The only significant language thing now is the deterministic object destruction.


August 23, 2002
On Fri, 23 Aug 2002 10:12:23 -0700 "Walter" <walter@digitalmars.com> wrote:

> The only significant language thing now is the deterministic object destruction.

Also, templates now have to be actually _implemented_. =)
I would also mention safe varargs as one quite important feature. Propety
gettors &
settors - but these are mostly decorative.

August 23, 2002
In article <CFN374919407791782@news.digitalmars.com>, Pavel Minayev says...
>
>On Fri, 23 Aug 2002 10:12:23 -0700 "Walter" <walter@digitalmars.com> wrote:
>
>> The only significant language thing now is the deterministic object destruction.
> 
>Also, templates now have to be actually _implemented_. =)
>I would also mention safe varargs as one quite important feature.
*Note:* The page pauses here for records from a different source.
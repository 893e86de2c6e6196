//! Data source integration (§6, §9): the `Connector` contract, the built-in
//! in-memory fixture connector, the read-through blob cache, and the
//! registry that resolves a relation name to the connector that owns it.
//!
//! `flint-core` plans against the narrow [`flint_core::Catalog`] trait and
//! never sees a connector directly; [`catalog::RegistryCatalog`] is the
//! bridge, and `flint`'s `Session` is what wires a [`registry::ConnectorRegistry`]
//! into a catalog for a query.

pub mod cache;
pub mod cached;
pub mod catalog;
pub mod connector;
pub mod memory;
pub mod registry;

pub use cache::ReadThroughCache;
pub use cached::CachedConnector;
pub use catalog::RegistryCatalog;
pub use connector::{Cacheable, Connector, ConnectorCapabilities, Partitionable, PredicatePushable, PushedPredicate};
pub use memory::MemoryConnector;
pub use registry::ConnectorRegistry;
Propety
>gettors &
>settors - but these are mostly decorative.
> 

Just looked at the "Classes" topic in the documentation, where I found the following description.  It looks like property gettors/settors to me, but there may be a finer distinction of which I am unaware.  I also have not done much D programming, so it may be that the following has been described but not yet implemented...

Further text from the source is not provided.